Dave,
Again, someone is making an assumption that a geometric control automatically requires verification on the final article ... please show me where it says that in Y14.5M-1994. Without a CMM, how would you be verifying features that aren't located by a geometric control? Please explain to me how you would find the center of a hole with the old +/- location tolerances and no datum reference frame. Applying the inverse of your logic, if the hole's position is controlled by conventional tolerances, then you'd never inspect it? So, if it is grossly out of position, how would you know?
Individual / job function perspectives determine how we see things. What seems irrelevant to manufacturing and inspection may be of low importance to the designer, but still of importance none the less. The weight reduction holes, for example, may seem irrelevant as to the exact location for manufacturing and inspection because they have somewhat loose tolerances, however a designer may have done FEA and other analyses and established that stress flow is optimized by the configuration being moderately restricted, or stress concentrations may be negatively impacted by a more significant shift of the geometries. An engineer's perspective cannot just include what manufacturing and inspection sees, but also must include consideration of legal implications of an incompletely defined product.

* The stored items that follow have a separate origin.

//! Randomness handlers
//!
//! This is the one place allowed to reach the OS RNG directly.

#![allow(clippy::disallowed_methods)]

use parking_lot::Mutex;
use rand::rngs::StdRng;
use rand::{RngCore, SeedableRng};
use snapgate_core::effects::RandomSource;
use std::sync::Arc;

/// Cryptographically secure OS-backed randomness
#[derive(Debug, Clone, Copy, Default)]
pub struct OsRandomSource;

impl OsRandomSource {
    /// Create a new OS random source
    pub fn new() -> Self {
        Self
    }
}

impl RandomSource for OsRandomSource {
    fn fill_bytes(&self, dest: &mut [u8]) {
        rand::thread_rng().fill_bytes(dest);
    }
}

/// Seeded deterministic RNG for tests
///
/// Clones share one generator state.
#[derive(Debug, Clone)]
pub struct SeededRandomSource {
    rng: Arc<Mutex<StdRng>>,
}

impl SeededRandomSource {
    /// Create a generator from a seed
    pub fn new(seed: u64) -> Self {
        Self {
            rng: Arc::new(Mutex::new(StdRng::seed_from_u64(seed))),
        }
    }
}

impl Default for SeededRandomSource {
    fn default() -> Self {
        Self::new(0)
    }
}

impl RandomSource for SeededRandomSource {
    fn fill_bytes(&self, dest: &mut [u8]) {
        self.rng.lock().fill_bytes(dest);
    }
}
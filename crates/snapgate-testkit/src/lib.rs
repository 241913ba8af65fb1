//! Snapgate Testing Infrastructure
//!
//! One [`TestEnvironment`] wires every domain component to in-memory
//! handlers, a simulated clock and seeded randomness, so tests can move
//! time forward and get the same ids and passwords on every run.

#![allow(clippy::unwrap_used)]
#![allow(clippy::expect_used)]
//!
//! # Usage
//!
//! ```rust,no_run
//! use snapgate_testkit::TestEnvironment;
//!
//! # async fn demo() {
//! let env = TestEnvironment::new();
//! let page = b"<h1>hi</h1>".as_slice();
//! let created = env.publish("user-1", &[("index.html", "text/html", page)]).await;
//! env.advance_days(1);
//! # let _ = created;
//! # }
//! ```

pub mod environment;
pub mod fixtures;

pub use environment::TestEnvironment;
pub use fixtures::{fast_hasher, html_of_len, test_config, TEST_SECRET};
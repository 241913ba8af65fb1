//! Fixed configuration and inputs shared by tests

use snapgate_core::{ObjectStoreConfig, PlanTier, RetryConfig, Secret, SnapgateConfig};
use snapgate_crypto::{CredentialHasher, ScryptCost};

/// 32-byte session secret
pub const TEST_SECRET: &str = "snapgate-test-secret-0123456789ab";

/// Configuration that passes validation and points at a fake bucket
pub fn test_config() -> SnapgateConfig {
    SnapgateConfig {
        session_secret: Secret::new(TEST_SECRET),
        default_plan: PlanTier::Free,
        object_store: ObjectStoreConfig {
            endpoint: "https://acct.r2.cloudflarestorage.com".to_string(),
            bucket: "snapshots".to_string(),
            region: "auto".to_string(),
            access_key_id: "AKIDEXAMPLE".to_string(),
            secret_access_key: Secret::new("wJalrXUtnFEMI/K7MDENG+bPxRfiCYEXAMPLEKEY"),
        },
        retry: RetryConfig {
            max_attempts: 1,
            initial_delay_ms: 1,
            max_delay_ms: 1,
        },
        ..SnapgateConfig::default()
    }
}

/// scrypt at the smallest legal cost, fast enough for unoptimised tests
pub fn fast_hasher() -> CredentialHasher {
    CredentialHasher::new(ScryptCost {
        work_factor: 16,
        block_size: 1,
        parallelism: 1,
    })
    .expect("minimal scrypt cost is valid")
}

/// An HTML document of exactly `len` bytes
pub fn html_of_len(len: usize) -> Vec<u8> {
    let mut page = b"<!doctype html><p>".to_vec();
    page.resize(len.max(page.len()), b'x');
    page.truncate(len);
    page
}
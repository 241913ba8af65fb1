//! Object store handlers
//!
//! Implementations of `ObjectStoreEffects` from snapgate-core.

pub mod filesystem;
pub mod memory;

pub use filesystem::FilesystemObjectStore;
pub use memory::MemoryObjectStore;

As for the use of chained/ordinate tolerances, they are not precluded in the current (1994) standard, however they are not recommended either. "

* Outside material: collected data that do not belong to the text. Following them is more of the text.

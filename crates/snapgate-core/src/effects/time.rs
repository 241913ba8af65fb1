//! Wall-clock time source
//!
//! - Production: system clock (`snapgate-effects::SystemTimeSource`)
//! - Testing: simulated clock that only moves when told to

use std::sync::Arc;

/// Abstract time source
pub trait TimeSource: Send + Sync {
    /// Current Unix time in milliseconds
    fn now_ms(&self) -> u64;

    /// Current Unix time in whole seconds
    fn now_secs(&self) -> u64 {
        self.now_ms() / 1000
    }

    /// Whether this clock is simulated
    fn is_simulated(&self) -> bool {
        false
    }
}

impl<T: TimeSource + ?Sized> TimeSource for Arc<T> {
    fn now_ms(&self) -> u64 {
        (**self).now_ms()
    }

    fn is_simulated(&self) -> bool {
        (**self).is_simulated()
    }
}
#[tokio::test]
async fn nothing_leaves_expired() {
    let env = TestEnvironment::new();
    let created = env
        .publish(OWNER, &[("index.html", "text/html", PAGE)])
        .await;

    let revoked = env.lifecycle.revoke(OWNER, &created.id).await.unwrap();
    assert_eq!(revoked.status, SnapshotStatus::Expired);
    assert!(revoked.expires_at < env.now_ms());

    let gone = [
        env.lifecycle.revoke(OWNER, &created.id).await.unwrap_err(),
        env.lifecycle
            .extend(OWNER, &created.id, ExtendSnapshot { days: 1 })
            .await
            .unwrap_err(),
        env.lifecycle
            .rotate_password(OWNER, &created.id)
            .await
            .unwrap_err(),
        env.lifecycle
            .finalize(
                OWNER,
                &created.id,
                FinalizeSnapshot {
                    total_bytes: 10,
                    files: vec![html_entry("index.html", 10)],
                },
            )
            .await
            .unwrap_err(),
    ];
    for err in gone {
        assert_eq!(err.code(), "gone");
    }

    let detail = env.lifecycle.get_snapshot(OWNER, &created.id).await.unwrap();
    assert_eq!(detail.summary.status, SnapshotStatus::Expired);
    assert!(env.lifecycle.list_owner_snapshots(OWNER).await.unwrap().is_empty());
}

#[tokio::test]
async fn creating_snapshots_can_be_revoked() {
    let env = TestEnvironment::new();
    let created = env.lifecycle.create(OWNER, CreateSnapshot::default()).await.unwrap();

    let revoked = env.lifecycle.revoke(OWNER, &created.id).await.unwrap();
    assert_eq!(revoked.status, SnapshotStatus::Expired);

    let err = env
        .lifecycle
        .authorize_upload(
            OWNER,
            &created.id,
            UploadRequest {
                path: "index.html".to_string(),
                content_type: "text/html".to_string(),
                size: 1,
            },
        )
        .await
        .unwrap_err();
    assert_eq!(err.code(), "gone");
}

#[tokio::test]
async fn listing_applies_lazy_expiry() {
    let env = TestEnvironment::new();
    env.publish(OWNER, &[("index.html", "text/html", PAGE)]).await;

    env.advance_days(8);
    let listed = env.lifecycle.list_owner_snapshots(OWNER).await.unwrap();
    assert_eq!(listed.len(), 1);
    assert_eq!(listed[0].status, SnapshotStatus::Expired);
}

#[tokio::test]
async fn rotation_replaces_the_password() {
    let env = TestEnvironment::new();
    let created = env
        .publish(OWNER, &[("index.html", "text/html", PAGE)])
        .await;

    let rotated = env
        .lifecycle
        .rotate_password(OWNER, &created.id)
        .await
        .unwrap();
    assert_ne!(rotated.password, created.password);
    assert_eq!(rotated.password.len(), 18);

    let detail = env.lifecycle.get_snapshot(OWNER, &created.id).await.unwrap();
    assert_eq!(detail.password, Some(rotated.password));
}

#[tokio::test]
async fn producer_sessions_identify_the_owner() {
    let env = TestEnvironment::new();
    let token = env.sessions.issue(OWNER).unwrap();
    assert_eq!(env.sessions.authenticate(&token).unwrap(), OWNER);

    env.advance_days(31);
    assert_eq!(
        env.sessions.authenticate(&token).unwrap_err().code(),
        "unauthorized"
    );
}
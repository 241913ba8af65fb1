//! Retry with exponential backoff
//!
//! Used by the metadata store adapter for rate-limited reads and writes.
//! Object storage operations are never retried here; presigned uploads
//! leave retry policy to the uploading client.

use serde::{Deserialize, Serialize};
use std::future::Future;
use std::time::Duration;

/// Backoff strategy for retry delays
#[derive(Debug, Clone, Copy, PartialEq, Eq, Serialize, Deserialize)]
pub enum BackoffStrategy {
    /// Fixed delay between retries
    Fixed,
    /// Exponential increase: delay * 2^attempt
    Exponential,
}

impl BackoffStrategy {
    /// Delay before retry number `attempt` (0 = first retry)
    pub fn calculate_delay(
        &self,
        attempt: u32,
        initial_delay: Duration,
        max_delay: Duration,
    ) -> Duration {
        let delay = match self {
            BackoffStrategy::Fixed => initial_delay,
            BackoffStrategy::Exponential => {
                let multiplier = 2u32.saturating_pow(attempt);
                initial_delay.saturating_mul(multiplier)
            }
        };

        delay.min(max_delay)
    }
}

/// Retry policy configuration
#[derive(Debug, Clone, PartialEq, Eq, Serialize, Deserialize)]
pub struct RetryPolicy {
    /// Total attempts including the first (1 = no retries)
    pub max_attempts: u32,
    /// Delay before the first retry
    pub initial_delay: Duration,
    /// Upper bound on any single delay
    pub max_delay: Duration,
    /// Backoff strategy to use
    pub strategy: BackoffStrategy,
}

impl RetryPolicy {
    /// Three attempts with exponential backoff
    pub fn exponential() -> Self {
        Self {
            max_attempts: 3,
            initial_delay: Duration::from_millis(50),
            max_delay: Duration::from_secs(2),
            strategy: BackoffStrategy::Exponential,
        }
    }

    /// Single attempt, never retries
    pub fn none() -> Self {
        Self {
            max_attempts: 1,
            initial_delay: Duration::ZERO,
            max_delay: Duration::ZERO,
            strategy: BackoffStrategy::Fixed,
        }
    }

    /// Set total attempts
    pub fn with_max_attempts(mut self, attempts: u32) -> Self {
        self.max_attempts = attempts.max(1);
        self
    }

    /// Set initial delay
    pub fn with_initial_delay(mut self, delay: Duration) -> Self {
        self.initial_delay = delay;
        self
    }

    /// Set maximum delay
    pub fn with_max_delay(mut self, delay: Duration) -> Self {
        self.max_delay = delay;
        self
    }

    /// Delay before retry number `attempt`
    pub fn calculate_delay(&self, attempt: u32) -> Duration {
        self.strategy
            .calculate_delay(attempt, self.initial_delay, self.max_delay)
    }

    /// Run `operation`, retrying errors for which `retryable` holds
    ///
    /// Returns the first success, the first non-retryable error, or the last
    /// error once attempts are exhausted.
    pub async fn execute_if<F, Fut, T, E, P>(&self, retryable: P, mut operation: F) -> Result<T, E>
    where
        F: FnMut() -> Fut,
        Fut: Future<Output = Result<T, E>>,
        P: Fn(&E) -> bool,
        E: std::fmt::Display,
    {
        let mut attempt = 0;

        loop {
            match operation().await {
                Ok(result) => return Ok(result),
                Err(err) => {
                    if !retryable(&err) || attempt + 1 >= self.max_attempts {
                        return Err(err);
                    }

                    let delay = self.calculate_delay(attempt);
                    tracing::warn!(
                        attempt = attempt + 1,
                        max_attempts = self.max_attempts,
                        delay_ms = delay.as_millis() as u64,
                        error = %err,
                        "retrying after transient failure"
                    );
                    tokio::time::sleep(delay).await;

                    attempt += 1;
                }
            }
        }
    }
}

impl Default for RetryPolicy {
    fn default() -> Self {
        Self::exponential()
    }
}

Section 2.1.1.1 Positional Tolerancing Method Preferably, tolerances on dimensions that locate features of size are specified by the positional tolerancing method described in Section 5. In certain cases, such as locating irregular-shaped features, the profile tolerancing method described in Section 6 may be used.". I also couldn't locate a single example in the standard where conventional tolerancing was illustrated for position dimensions for a feature of size. Regardless, it is a rather shortsighted view to exclude all other relevant standards, particularly those that will dominate the automotive sector very soon...i.e. Y14.41. In ASME Y14.41-2003, Table 8-1, the accepted use of +/- tolerances shall be restricted to:
1) Fillets, Rounds & Chamfers
2) Reliefs, Step Surfaces
3) Countersinks
4) Oblique Surfaces
5) Entry Depth and Spotface
6) Remaining Thickness
7) Notches, Flats, and Pin Heights.
As Y14.5 & Y14.41 are supposed to be companion standards, don't be surprised if the forthcoming revision of Y14.5 reflects the same restrictions of use for conventional tolerancing.
Now, if you look at the Note in Section 8.2 of Y14.41, it indicates that the list is not exhaustive, but rather indicative to similar and other valid applications. While it doesn't explicitly preclude the applicability to position dimensions, such application would be contrary to the indicated application methods of such controls which are restricted to attachment to size callouts, directed leader to the feature (surface), or on an extension line from the feature. Would you have such a tolerance applied to a centerline which isn't even present on the model?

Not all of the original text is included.